** Extracted records **
= Beginning of Section =

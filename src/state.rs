use crate::clock::Clock;
use crate::config::Config;
use crate::errors::StoreError;
use crate::events::EventBus;
use crate::models::Snapshot;
use crate::remote::BlobStore;
use crate::session::SessionService;
use crate::storage::LocalStore;
use crate::sync::SyncOrchestrator;
use crate::tracker::RecordTracker;
use std::{path::PathBuf, sync::Arc};
use tokio::sync::Mutex;
use tracing::info;

/// In-memory copy of the persisted snapshot, shared by the tracker, the
/// session service and the sync orchestrator.
pub type SharedSnapshot = Arc<Mutex<Snapshot>>;

/// Services constructed once at startup and handed to every handler.
#[derive(Clone)]
pub struct AppState {
    pub tracker: Arc<RecordTracker>,
    pub sync: Arc<SyncOrchestrator>,
    pub session: Arc<SessionService>,
    pub remote: Option<Arc<dyn BlobStore>>,
    pub clock: Arc<dyn Clock>,
    pub static_dir: PathBuf,
}

impl AppState {
    /// Load local data, wire the services together and start the event
    /// listener (plus the periodic sync task when configured).
    pub async fn start(
        config: &Config,
        remote: Option<Arc<dyn BlobStore>>,
        clock: Arc<dyn Clock>,
    ) -> Result<Self, StoreError> {
        let store = LocalStore::open(&config.data_dir).await?;
        let snapshot = store.load_snapshot().await;
        info!(
            "loaded {} records from {}",
            snapshot.records.len(),
            store.dir().display()
        );
        let data: SharedSnapshot = Arc::new(Mutex::new(snapshot));
        let events = EventBus::default();

        let sync = Arc::new(SyncOrchestrator::new(
            store.clone(),
            Arc::clone(&data),
            remote.clone(),
            Arc::clone(&clock),
            !config.start_offline,
        ));
        let tracker = Arc::new(RecordTracker::new(
            store.clone(),
            Arc::clone(&data),
            Arc::clone(&sync),
            Arc::clone(&clock),
        ));
        let session = Arc::new(SessionService::new(
            store,
            Arc::clone(&data),
            events.clone(),
            Arc::clone(&clock),
        ));

        tracker.roll_over().await?;

        Arc::clone(&sync).spawn_event_loop(events.subscribe());
        if let Some(period) = config.sync_interval {
            Arc::clone(&sync).spawn_periodic(period);
        }
        session.restore().await;

        Ok(Self {
            tracker,
            sync,
            session,
            remote,
            clock,
            static_dir: config.static_dir.clone(),
        })
    }
}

= End of Section =

** Task to carry out **
The answer is the records above restated word for word from their opening line through the line that holds "use tracing::info;", both included, and nothing else.

** Result of the task **
filename src/state.rs
use crate::clock::Clock;
use crate::config::Config;
use crate::errors::StoreError;
use crate::events::EventBus;
use crate::models::Snapshot;
use crate::remote::BlobStore;
use crate::session::SessionService;
use crate::storage::LocalStore;
use crate::sync::SyncOrchestrator;
use crate::tracker::RecordTracker;
use std::{path::PathBuf, sync::Arc};
use tokio::sync::Mutex;
use tracing::info;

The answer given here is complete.